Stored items

- Opening Delimiter -

// Copyright 2026 The PMO Lifecycle Authors. All rights reserved.
// Use of this source code is governed by the Apache License,
// Version 2.0, that can be found in the LICENSE file.

//! File exports: the lifecycle diagram as SVG (and PNG with `png_render`),
//! a plain-text phase dump for word processors, the RACI roll-up as CSV
//! and the static HTML site.

use std::fs;
use std::path::Path;

use tracing::info;

use crate::catalog::Catalog;
use crate::common::{Error, ErrorCode, ErrorKind, Result};
use crate::config::{LayoutConfig, OverlayConfig};
use crate::diagram::render_lifecycle_svg;
use crate::export_err;
use crate::lookup::{PhaseRecord, lookup_phase};
use crate::pages::{SEARCH_INDEX_FILE, build_site, search_index_json};
use crate::search::SearchIndex;

const CRLF: &str = "\r\n";

pub const RACI_CSV_HEADER: [&str; 5] = ["phase_id", "phase", "role", "designation", "responsibility"];

fn write_file(path: &Path, contents: &[u8]) -> Result<()> {
    if let Some(parent) = path.parent()
        && !parent.as_os_str().is_empty()
        && let Err(err) = fs::create_dir_all(parent)
    {
        return export_err!(ExportFailed, format!("{}: {err}", parent.display()));
    }
    match fs::write(path, contents) {
        Ok(()) => {
            info!(path = %path.display(), bytes = contents.len(), "exported");
            Ok(())
        }
        Err(err) => export_err!(ExportFailed, format!("{}: {err}", path.display())),
    }
}

fn push_line(out: &mut String, line: &str) {
    out.push_str(line);
    out.push_str(CRLF);
}

fn push_list(out: &mut String, heading: &str, items: &[String]) {
    if items.is_empty() {
        return;
    }
    push_line(out, heading);
    for item in items {
        push_line(out, &format!("  - {item}"));
    }
    push_line(out, "");
}

/// A phase as plain text with CRLF line endings, readable by Word when
/// saved as `.doc`.
pub fn phase_text(record: &PhaseRecord) -> String {
    let details = &record.details;
    let mut out = String::new();

    push_line(&mut out, &format!("{} ({})", record.name, record.id));
    push_line(&mut out, &"=".repeat(record.name.chars().count() + record.id.len() + 3));
    push_line(&mut out, "");
    if !record.description.is_empty() {
        push_line(&mut out, &record.description);
        push_line(&mut out, "");
    }
    if !details.owner.is_empty() {
        push_line(&mut out, &format!("Owner: {}", details.owner));
    }
    if !details.focus.is_empty() {
        push_line(&mut out, &format!("Process focus: {}", details.focus));
    }
    if !details.owner.is_empty() || !details.focus.is_empty() {
        push_line(&mut out, "");
    }
    push_list(&mut out, "Inputs", &details.inputs);
    push_list(&mut out, "Outputs", &details.outputs);
    push_list(&mut out, "Key tasks", &details.tasks);
    push_list(&mut out, "Gate criteria", &details.gate_criteria);
    if !details.raci.is_empty() {
        push_line(&mut out, "RACI");
        for entry in &details.raci {
            push_line(&mut out, &format!("  {}: {}", entry.role, entry.responsibility));
        }
    }
    out
}

fn csv_err(err: csv::Error) -> Error {
    Error::new(ErrorKind::Export, ErrorCode::ExportFailed, Some(err.to_string()))
}

/// Every RACI entry in track order, one row per (phase, role).
pub fn raci_csv(catalog: &Catalog) -> Result<String> {
    let mut wtr = csv::Writer::from_writer(vec![]);

    wtr.write_record(RACI_CSV_HEADER).map_err(csv_err)?;
    for id in catalog.track_phase_ids() {
        let record = lookup_phase(catalog, id);
        for entry in &record.details.raci {
            let designation = entry.designation().map(String::from).unwrap_or_default();
            wtr.write_record([
                record.id.as_str(),
                record.name.as_str(),
                entry.role.as_str(),
                designation.as_str(),
                entry.responsibility.as_str(),
            ])
            .map_err(csv_err)?;
        }
    }

    let bytes = match wtr.into_inner() {
        Ok(bytes) => bytes,
        Err(err) => return export_err!(ExportFailed, err.to_string()),
    };
    match String::from_utf8(bytes) {
        Ok(csv) => Ok(csv),
        Err(err) => export_err!(ExportFailed, err.to_string()),
    }
}

pub fn write_svg(
    path: &Path,
    catalog: &Catalog,
    config: &LayoutConfig,
    overlay: &OverlayConfig,
) -> Result<()> {
    write_file(path, render_lifecycle_svg(catalog, config, overlay).as_bytes())
}

#[cfg(feature = "png_render")]
pub fn write_png(
    path: &Path,
    catalog: &Catalog,
    config: &LayoutConfig,
    overlay: &OverlayConfig,
    opts: &crate::diagram::render_png::PngRenderOpts,
) -> Result<()> {
    let png = crate::diagram::render_png::render_png(catalog, config, overlay, opts)?;
    write_file(path, &png)
}

pub fn write_phase_text(path: &Path, catalog: &Catalog, id: &str) -> Result<()> {
    write_file(path, phase_text(&lookup_phase(catalog, id)).as_bytes())
}

pub fn write_raci_csv(path: &Path, catalog: &Catalog) -> Result<()> {
    write_file(path, raci_csv(catalog)?.as_bytes())
}

/// Writes every site page plus the search index into `dir`. Returns the
/// number of files written.
pub fn write_site(
    dir: &Path,
    catalog: &Catalog,
    config: &LayoutConfig,
    overlay: &OverlayConfig,
) -> Result<usize> {
    let pages = build_site(catalog, config, overlay);
    for page in &pages {
        write_file(&dir.join(&page.file_name), page.html.as_bytes())?;
    }

    let index = SearchIndex::build(catalog);
    let json = match search_index_json(&index) {
        Ok(json) => json,
        Err(err) => return export_err!(ExportFailed, err.to_string()),
    };
    write_file(&dir.join(SEARCH_INDEX_FILE), json.as_bytes())?;

    Ok(pages.len() + 1)
}

#[cfg(test)]
mod tests {
    use super::*;

    #[test]
    fn test_phase_text_uses_crlf() {
        let text = phase_text(&lookup_phase(Catalog::builtin(), "1"));
        assert!(text.starts_with("Discovery (1)\r\n"));
        assert!(text.contains("Gate criteria\r\n  - Discovery brief reviewed by the sponsor\r\n"));
        assert!(text.contains("  Business Sponsor: Accountable: approves the track decision\r\n"));
        // no bare newlines
        assert_eq!(text.matches('\n').count(), text.matches("\r\n").count());
    }

    #[test]
    fn test_placeholder_phase_text() {
        let text = phase_text(&lookup_phase(Catalog::builtin(), "ZZ"));
        assert_eq!(text, "Phase ZZ (ZZ)\r\n=============\r\n\r\n");
    }

    #[test]
    fn test_raci_csv() {
        let csv = raci_csv(Catalog::builtin()).unwrap();
        let mut rdr = csv::ReaderBuilder::new().from_reader(csv.as_bytes());
        let headers = rdr.headers().unwrap().clone();
        assert_eq!(headers.iter().collect::<Vec<_>>(), RACI_CSV_HEADER);

        let rows: Vec<csv::StringRecord> = rdr.records().map(|r| r.unwrap()).collect();
        assert!(!rows.is_empty());
        assert_eq!(&rows[0][0], "0");
        assert_eq!(&rows[0][1], "Idea Intake");
        assert_eq!(&rows[0][3], "R");
        // responsibilities contain ':' and stay in one field
        assert!(rows.iter().all(|r| r.len() == RACI_CSV_HEADER.len()));
    }

    #[test]
    fn test_write_site() {
        let dir = tempfile::tempdir().unwrap();
        let written = write_site(
            dir.path(),
            Catalog::builtin(),
            &LayoutConfig::default(),
            &OverlayConfig::default(),
        )
        .unwrap();
        assert_eq!(written, 16);
        assert!(dir.path().join("index.html").exists());
        assert!(dir.path().join("phase-2P.html").exists());
        let index = fs::read_to_string(dir.path().join(SEARCH_INDEX_FILE)).unwrap();
        assert!(index.contains("faq-raci"));
    }

    #[test]
    fn test_write_svg_creates_parent() {
        let dir = tempfile::tempdir().unwrap();
        let path = dir.path().join("out").join("lifecycle.svg");
        write_svg(
            &path,
            Catalog::builtin(),
            &LayoutConfig::default(),
            &OverlayConfig::default(),
        )
        .unwrap();
        assert!(fs::read_to_string(&path).unwrap().starts_with("<svg"));
    }

    #[test]
    fn test_write_failure_is_export_error() {
        let dir = tempfile::tempdir().unwrap();
        // a directory where the file should go
        let err = write_raci_csv(dir.path(), Catalog::builtin()).unwrap_err();
        assert_eq!(err.kind, ErrorKind::Export);
        assert_eq!(err.code, ErrorCode::ExportFailed);
    }
}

- Closing Delimiter -

→ EXERCISE DESCRIPTION
Return exactly the lines from the beginning of the data above through the one containing "static HTML site.", please. Include both end lines and add nothing else.

→ RESPONSE AREA
// Copyright 2026 The PMO Lifecycle Authors. All rights reserved.
// Use of this source code is governed by the Apache License,
// Version 2.0, that can be found in the LICENSE file.

//! File exports: the lifecycle diagram as SVG (and PNG with `png_render`),
//! a plain-text phase dump for word processors, the RACI roll-up as CSV
//! and the static HTML site.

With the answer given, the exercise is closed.